Write out all the data below exactly.

=== Extracted data ===

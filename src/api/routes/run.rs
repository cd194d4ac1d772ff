//! Run control handlers.

use super::StartRunRequest;
use crate::api::AppState;
use crate::error::Result;
use crate::types::{Progress, TaskResult};
use axum::{Json, extract::State, http::StatusCode};

/// POST /run/start - Start a run; answers 202 once rows are queued
pub async fn start_run(
    State(state): State<AppState>,
    Json(request): Json<StartRunRequest>,
) -> Result<(StatusCode, Json<Progress>)> {
    state.uploader.start(&request.input, request.output).await?;
    Ok((StatusCode::ACCEPTED, Json(state.uploader.progress().await)))
}

/// POST /run/pause
pub async fn pause_run(State(state): State<AppState>) -> Result<Json<Progress>> {
    state.uploader.pause().await?;
    Ok(Json(state.uploader.progress().await))
}

/// POST /run/resume
pub async fn resume_run(State(state): State<AppState>) -> Result<Json<Progress>> {
    state.uploader.resume().await?;
    Ok(Json(state.uploader.progress().await))
}

/// POST /run/stop - Signal a stop; the run winds down in the background
pub async fn stop_run(State(state): State<AppState>) -> Result<(StatusCode, Json<Progress>)> {
    state.uploader.stop().await?;
    Ok((StatusCode::ACCEPTED, Json(state.uploader.progress().await)))
}

/// POST /run/reset
pub async fn reset_run(State(state): State<AppState>) -> Result<Json<Progress>> {
    state.uploader.reset().await?;
    Ok(Json(state.uploader.progress().await))
}

/// GET /run/progress
pub async fn get_progress(State(state): State<AppState>) -> Json<Progress> {
    Json(state.uploader.progress().await)
}

/// GET /run/results
pub async fn get_results(State(state): State<AppState>) -> Json<Vec<TaskResult>> {
    Json(state.uploader.results().await)
}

===

• _Exercise output_
filename src/api/routes/run.rs
repository cd194d4ac1d772ff
//! Run control handlers.

use super::StartRunRequest;
use crate::api::AppState;
use crate::error::Result;
use crate::types::{Progress, TaskResult};
use axum::{Json, extract::State, http::StatusCode};

/// POST /run/start - Start a run; answers 202 once rows are queued
pub async fn start_run(
    State(state): State<AppState>,
    Json(request): Json<StartRunRequest>,
) -> Result<(StatusCode, Json<Progress>)> {
    state.uploader.start(&request.input, request.output).await?;
    Ok((StatusCode::ACCEPTED, Json(state.uploader.progress().await)))
}

/// POST /run/pause
pub async fn pause_run(State(state): State<AppState>) -> Result<Json<Progress>> {
    state.uploader.pause().await?;
    Ok(Json(state.uploader.progress().await))
}

/// POST /run/resume
pub async fn resume_run(State(state): State<AppState>) -> Result<Json<Progress>> {
    state.uploader.resume().await?;
    Ok(Json(state.uploader.progress().await))
}

/// POST /run/stop - Signal a stop; the run winds down in the background
pub async fn stop_run(State(state): State<AppState>) -> Result<(StatusCode, Json<Progress>)> {
    state.uploader.stop().await?;
    Ok((StatusCode::ACCEPTED, Json(state.uploader.progress().await)))
}

/// POST /run/reset
pub async fn reset_run(State(state): State<AppState>) -> Result<Json<Progress>> {
    state.uploader.reset().await?;
    Ok(Json(state.uploader.progress().await))
}

/// GET /run/progress
pub async fn get_progress(State(state): State<AppState>) -> Json<Progress> {
    Json(state.uploader.progress().await)
}

/// GET /run/results
pub async fn get_results(State(state): State<AppState>) -> Json<Vec<TaskResult>> {
    Json(state.uploader.results().await)
}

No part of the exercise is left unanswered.